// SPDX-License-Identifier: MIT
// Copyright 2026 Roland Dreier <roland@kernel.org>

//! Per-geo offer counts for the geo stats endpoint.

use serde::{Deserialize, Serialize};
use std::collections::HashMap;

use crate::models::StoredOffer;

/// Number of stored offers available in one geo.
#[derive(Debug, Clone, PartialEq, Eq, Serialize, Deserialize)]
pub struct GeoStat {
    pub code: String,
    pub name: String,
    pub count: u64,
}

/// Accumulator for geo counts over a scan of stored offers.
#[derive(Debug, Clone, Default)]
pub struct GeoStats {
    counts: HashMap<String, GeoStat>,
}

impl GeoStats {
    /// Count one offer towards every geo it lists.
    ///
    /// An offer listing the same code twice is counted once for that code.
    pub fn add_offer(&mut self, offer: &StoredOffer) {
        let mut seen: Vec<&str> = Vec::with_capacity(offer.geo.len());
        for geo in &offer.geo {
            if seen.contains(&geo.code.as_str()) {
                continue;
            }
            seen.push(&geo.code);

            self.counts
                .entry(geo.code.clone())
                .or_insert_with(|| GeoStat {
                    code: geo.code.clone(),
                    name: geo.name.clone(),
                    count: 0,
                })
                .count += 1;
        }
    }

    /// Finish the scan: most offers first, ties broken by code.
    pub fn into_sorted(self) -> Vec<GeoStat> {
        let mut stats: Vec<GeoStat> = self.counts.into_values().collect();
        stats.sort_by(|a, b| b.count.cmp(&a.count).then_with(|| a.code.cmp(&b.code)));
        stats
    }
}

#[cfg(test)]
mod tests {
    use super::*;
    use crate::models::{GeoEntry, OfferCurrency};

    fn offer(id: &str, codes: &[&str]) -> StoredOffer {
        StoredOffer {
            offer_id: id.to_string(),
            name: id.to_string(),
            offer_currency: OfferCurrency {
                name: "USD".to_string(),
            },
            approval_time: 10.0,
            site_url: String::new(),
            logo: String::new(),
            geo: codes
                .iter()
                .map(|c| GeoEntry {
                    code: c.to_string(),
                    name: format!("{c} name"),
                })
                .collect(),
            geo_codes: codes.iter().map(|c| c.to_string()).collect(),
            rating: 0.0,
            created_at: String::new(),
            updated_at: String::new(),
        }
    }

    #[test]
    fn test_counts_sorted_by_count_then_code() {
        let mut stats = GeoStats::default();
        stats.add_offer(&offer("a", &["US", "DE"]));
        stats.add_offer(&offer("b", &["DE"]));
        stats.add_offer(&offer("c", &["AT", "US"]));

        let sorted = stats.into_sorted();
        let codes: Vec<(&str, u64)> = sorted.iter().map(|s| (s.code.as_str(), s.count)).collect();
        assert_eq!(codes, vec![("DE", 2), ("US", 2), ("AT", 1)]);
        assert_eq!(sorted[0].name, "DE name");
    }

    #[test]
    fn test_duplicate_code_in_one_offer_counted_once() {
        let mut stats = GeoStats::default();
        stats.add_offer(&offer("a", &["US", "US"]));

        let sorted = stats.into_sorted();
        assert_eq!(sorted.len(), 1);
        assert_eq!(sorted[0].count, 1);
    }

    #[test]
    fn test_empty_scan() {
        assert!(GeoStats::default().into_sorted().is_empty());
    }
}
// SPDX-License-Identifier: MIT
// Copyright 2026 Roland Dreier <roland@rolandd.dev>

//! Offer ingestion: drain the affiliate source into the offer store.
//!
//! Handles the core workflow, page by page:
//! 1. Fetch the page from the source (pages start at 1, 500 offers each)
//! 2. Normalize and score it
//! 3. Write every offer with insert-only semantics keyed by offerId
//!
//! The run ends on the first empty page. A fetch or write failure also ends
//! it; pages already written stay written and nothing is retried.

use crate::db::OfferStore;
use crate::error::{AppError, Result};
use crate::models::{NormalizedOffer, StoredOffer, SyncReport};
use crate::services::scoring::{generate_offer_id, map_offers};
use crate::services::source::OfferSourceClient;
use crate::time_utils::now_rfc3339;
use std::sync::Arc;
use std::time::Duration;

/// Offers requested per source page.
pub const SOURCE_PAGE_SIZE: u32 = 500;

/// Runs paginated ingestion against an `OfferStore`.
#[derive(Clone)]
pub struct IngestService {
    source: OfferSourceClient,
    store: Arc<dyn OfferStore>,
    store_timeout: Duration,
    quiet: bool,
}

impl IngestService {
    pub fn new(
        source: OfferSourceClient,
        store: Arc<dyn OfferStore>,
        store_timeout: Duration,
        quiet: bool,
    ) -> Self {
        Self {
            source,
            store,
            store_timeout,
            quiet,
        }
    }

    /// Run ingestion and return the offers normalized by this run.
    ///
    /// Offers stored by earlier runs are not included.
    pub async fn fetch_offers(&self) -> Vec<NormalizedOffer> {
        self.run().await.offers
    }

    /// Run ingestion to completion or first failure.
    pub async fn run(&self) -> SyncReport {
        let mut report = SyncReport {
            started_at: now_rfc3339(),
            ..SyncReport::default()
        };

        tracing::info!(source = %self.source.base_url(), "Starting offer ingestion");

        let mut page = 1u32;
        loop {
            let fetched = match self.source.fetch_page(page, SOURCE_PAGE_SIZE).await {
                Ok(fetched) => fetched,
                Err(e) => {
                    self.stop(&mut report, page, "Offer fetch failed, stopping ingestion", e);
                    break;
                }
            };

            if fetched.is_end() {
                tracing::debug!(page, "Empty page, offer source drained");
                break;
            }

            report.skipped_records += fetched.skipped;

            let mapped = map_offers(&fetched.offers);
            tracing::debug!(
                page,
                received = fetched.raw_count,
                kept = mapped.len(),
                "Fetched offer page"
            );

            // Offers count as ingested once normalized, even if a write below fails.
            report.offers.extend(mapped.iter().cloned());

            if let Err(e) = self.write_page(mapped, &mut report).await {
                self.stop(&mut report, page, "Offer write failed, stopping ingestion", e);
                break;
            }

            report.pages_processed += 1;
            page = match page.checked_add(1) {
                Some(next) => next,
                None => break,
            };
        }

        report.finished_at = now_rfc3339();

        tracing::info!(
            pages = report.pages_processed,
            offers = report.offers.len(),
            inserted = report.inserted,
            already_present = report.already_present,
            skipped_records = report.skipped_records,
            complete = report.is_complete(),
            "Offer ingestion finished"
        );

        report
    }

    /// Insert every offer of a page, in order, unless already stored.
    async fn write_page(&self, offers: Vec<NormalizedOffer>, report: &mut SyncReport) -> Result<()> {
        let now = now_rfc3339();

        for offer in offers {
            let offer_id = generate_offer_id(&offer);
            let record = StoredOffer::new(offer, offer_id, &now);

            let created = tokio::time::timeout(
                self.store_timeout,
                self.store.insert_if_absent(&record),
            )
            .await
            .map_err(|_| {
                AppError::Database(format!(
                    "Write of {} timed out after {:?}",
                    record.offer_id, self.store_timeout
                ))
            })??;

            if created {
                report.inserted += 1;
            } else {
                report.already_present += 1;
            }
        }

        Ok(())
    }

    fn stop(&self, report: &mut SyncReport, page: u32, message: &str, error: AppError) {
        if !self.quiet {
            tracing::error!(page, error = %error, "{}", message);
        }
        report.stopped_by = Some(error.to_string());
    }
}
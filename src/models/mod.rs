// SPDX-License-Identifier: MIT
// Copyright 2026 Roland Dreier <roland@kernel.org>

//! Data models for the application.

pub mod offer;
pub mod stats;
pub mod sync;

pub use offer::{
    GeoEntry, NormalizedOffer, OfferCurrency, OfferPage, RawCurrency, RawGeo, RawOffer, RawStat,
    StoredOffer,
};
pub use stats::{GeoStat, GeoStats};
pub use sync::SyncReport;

+---+

Return the material above in full, exactly as written.

◆ **RESPONSE**:
// SPDX-License-Identifier: MIT
// Copyright 2026 Roland Dreier <roland@kernel.org>

//! Per-geo offer counts for the geo stats endpoint.

use serde::{Deserialize, Serialize};
use std::collections::HashMap;

use crate::models::StoredOffer;

/// Number of stored offers available in one geo.
#[derive(Debug, Clone, PartialEq, Eq, Serialize, Deserialize)]
pub struct GeoStat {
    pub code: String,
    pub name: String,
    pub count: u64,
}

/// Accumulator for geo counts over a scan of stored offers.
#[derive(Debug, Clone, Default)]
pub struct GeoStats {
    counts: HashMap<String, GeoStat>,
}

impl GeoStats {
    /// Count one offer towards every geo it lists.
    ///
    /// An offer listing the same code twice is counted once for that code.
    pub fn add_offer(&mut self, offer: &StoredOffer) {
        let mut seen: Vec<&str> = Vec::with_capacity(offer.geo.len());
        for geo in &offer.geo {
            if seen.contains(&geo.code.as_str()) {
                continue;
            }
            seen.push(&geo.code);

            self.counts
                .entry(geo.code.clone())
                .or_insert_with(|| GeoStat {
                    code: geo.code.clone(),
                    name: geo.name.clone(),
                    count: 0,
                })
                .count += 1;
        }
    }

    /// Finish the scan: most offers first, ties broken by code.
    pub fn into_sorted(self) -> Vec<GeoStat> {
        let mut stats: Vec<GeoStat> = self.counts.into_values().collect();
        stats.sort_by(|a, b| b.count.cmp(&a.count).then_with(|| a.code.cmp(&b.code)));
        stats
    }
}

#[cfg(test)]
mod tests {
    use super::*;
    use crate::models::{GeoEntry, OfferCurrency};

    fn offer(id: &str, codes: &[&str]) -> StoredOffer {
        StoredOffer {
            offer_id: id.to_string(),
            name: id.to_string(),
            offer_currency: OfferCurrency {
                name: "USD".to_string(),
            },
            approval_time: 10.0,
            site_url: String::new(),
            logo: String::new(),
            geo: codes
                .iter()
                .map(|c| GeoEntry {
                    code: c.to_string(),
                    name: format!("{c} name"),
                })
                .collect(),
            geo_codes: codes.iter().map(|c| c.to_string()).collect(),
            rating: 0.0,
            created_at: String::new(),
            updated_at: String::new(),
        }
    }

    #[test]
    fn test_counts_sorted_by_count_then_code() {
        let mut stats = GeoStats::default();
        stats.add_offer(&offer("a", &["US", "DE"]));
        stats.add_offer(&offer("b", &["DE"]));
        stats.add_offer(&offer("c", &["AT", "US"]));

        let sorted = stats.into_sorted();
        let codes: Vec<(&str, u64)> = sorted.iter().map(|s| (s.code.as_str(), s.count)).collect();
        assert_eq!(codes, vec![("DE", 2), ("US", 2), ("AT", 1)]);
        assert_eq!(sorted[0].name, "DE name");
    }

    #[test]
    fn test_duplicate_code_in_one_offer_counted_once() {
        let mut stats = GeoStats::default();
        stats.add_offer(&offer("a", &["US", "US"]));

        let sorted = stats.into_sorted();
        assert_eq!(sorted.len(), 1);
        assert_eq!(sorted[0].count, 1);
    }

    #[test]
    fn test_empty_scan() {
        assert!(GeoStats::default().into_sorted().is_empty());
    }
}
// SPDX-License-Identifier: MIT
// Copyright 2026 Roland Dreier <roland@rolandd.dev>

//! Offer ingestion: drain the affiliate source into the offer store.
//!
//! Handles the core workflow, page by page:
//! 1. Fetch the page from the source (pages start at 1, 500 offers each)
//! 2. Normalize and score it
//! 3. Write every offer with insert-only semantics keyed by offerId
//!
//! The run ends on the first empty page. A fetch or write failure also ends
//! it; pages already written stay written and nothing is retried.

use crate::db::OfferStore;
use crate::error::{AppError, Result};
use crate::models::{NormalizedOffer, StoredOffer, SyncReport};
use crate::services::scoring::{generate_offer_id, map_offers};
use crate::services::source::OfferSourceClient;
use crate::time_utils::now_rfc3339;
use std::sync::Arc;
use std::time::Duration;

/// Offers requested per source page.
pub const SOURCE_PAGE_SIZE: u32 = 500;

/// Runs paginated ingestion against an `OfferStore`.
#[derive(Clone)]
pub struct IngestService {
    source: OfferSourceClient,
    store: Arc<dyn OfferStore>,
    store_timeout: Duration,
    quiet: bool,
}

impl IngestService {
    pub fn new(
        source: OfferSourceClient,
        store: Arc<dyn OfferStore>,
        store_timeout: Duration,
        quiet: bool,
    ) -> Self {
        Self {
            source,
            store,
            store_timeout,
            quiet,
        }
    }

    /// Run ingestion and return the offers normalized by this run.
    ///
    /// Offers stored by earlier runs are not included.
    pub async fn fetch_offers(&self) -> Vec<NormalizedOffer> {
        self.run().await.offers
    }

    /// Run ingestion to completion or first failure.
    pub async fn run(&self) -> SyncReport {
        let mut report = SyncReport {
            started_at: now_rfc3339(),
            ..SyncReport::default()
        };

        tracing::info!(source = %self.source.base_url(), "Starting offer ingestion");

        let mut page = 1u32;
        loop {
            let fetched = match self.source.fetch_page(page, SOURCE_PAGE_SIZE).await {
                Ok(fetched) => fetched,
                Err(e) => {
                    self.stop(&mut report, page, "Offer fetch failed, stopping ingestion", e);
                    break;
                }
            };

            if fetched.is_end() {
                tracing::debug!(page, "Empty page, offer source drained");
                break;
            }

            report.skipped_records += fetched.skipped;

            let mapped = map_offers(&fetched.offers);
            tracing::debug!(
                page,
                received = fetched.raw_count,
                kept = mapped.len(),
                "Fetched offer page"
            );

            // Offers count as ingested once normalized, even if a write below fails.
            report.offers.extend(mapped.iter().cloned());

            if let Err(e) = self.write_page(mapped, &mut report).await {
                self.stop(&mut report, page, "Offer write failed, stopping ingestion", e);
                break;
            }

            report.pages_processed += 1;
            page = match page.checked_add(1) {
                Some(next) => next,
                None => break,
            };
        }

        report.finished_at = now_rfc3339();

        tracing::info!(
            pages = report.pages_processed,
            offers = report.offers.len(),
            inserted = report.inserted,
            already_present = report.already_present,
            skipped_records = report.skipped_records,
            complete = report.is_complete(),
            "Offer ingestion finished"
        );

        report
    }

    /// Insert every offer of a page, in order, unless already stored.
    async fn write_page(&self, offers: Vec<NormalizedOffer>, report: &mut SyncReport) -> Result<()> {
        let now = now_rfc3339();

        for offer in offers {
            let offer_id = generate_offer_id(&offer);
            let record = StoredOffer::new(offer, offer_id, &now);

            let created = tokio::time::timeout(
                self.store_timeout,
                self.store.insert_if_absent(&record),
            )
            .await
            .map_err(|_| {
                AppError::Database(format!(
                    "Write of {} timed out after {:?}",
                    record.offer_id, self.store_timeout
                ))
            })??;

            if created {
                report.inserted += 1;
            } else {
                report.already_present += 1;
            }
        }

        Ok(())
    }

    fn stop(&self, report: &mut SyncReport, page: u32, message: &str, error: AppError) {
        if !self.quiet {
            tracing::error!(page, error = %error, "{}", message);
        }
        report.stopped_by = Some(error.to_string());
    }
}
filename src/models/mod.rs
// SPDX-License-Identifier: MIT
// Copyright 2026 Roland Dreier <roland@kernel.org>

//! Data models for the application.

pub mod offer;
pub mod stats;
pub mod sync;

pub use offer::{
    GeoEntry, NormalizedOffer, OfferCurrency, OfferPage, RawCurrency, RawGeo, RawOffer, RawStat,
    StoredOffer,
};
pub use stats::{GeoStat, GeoStats};
pub use sync::SyncReport;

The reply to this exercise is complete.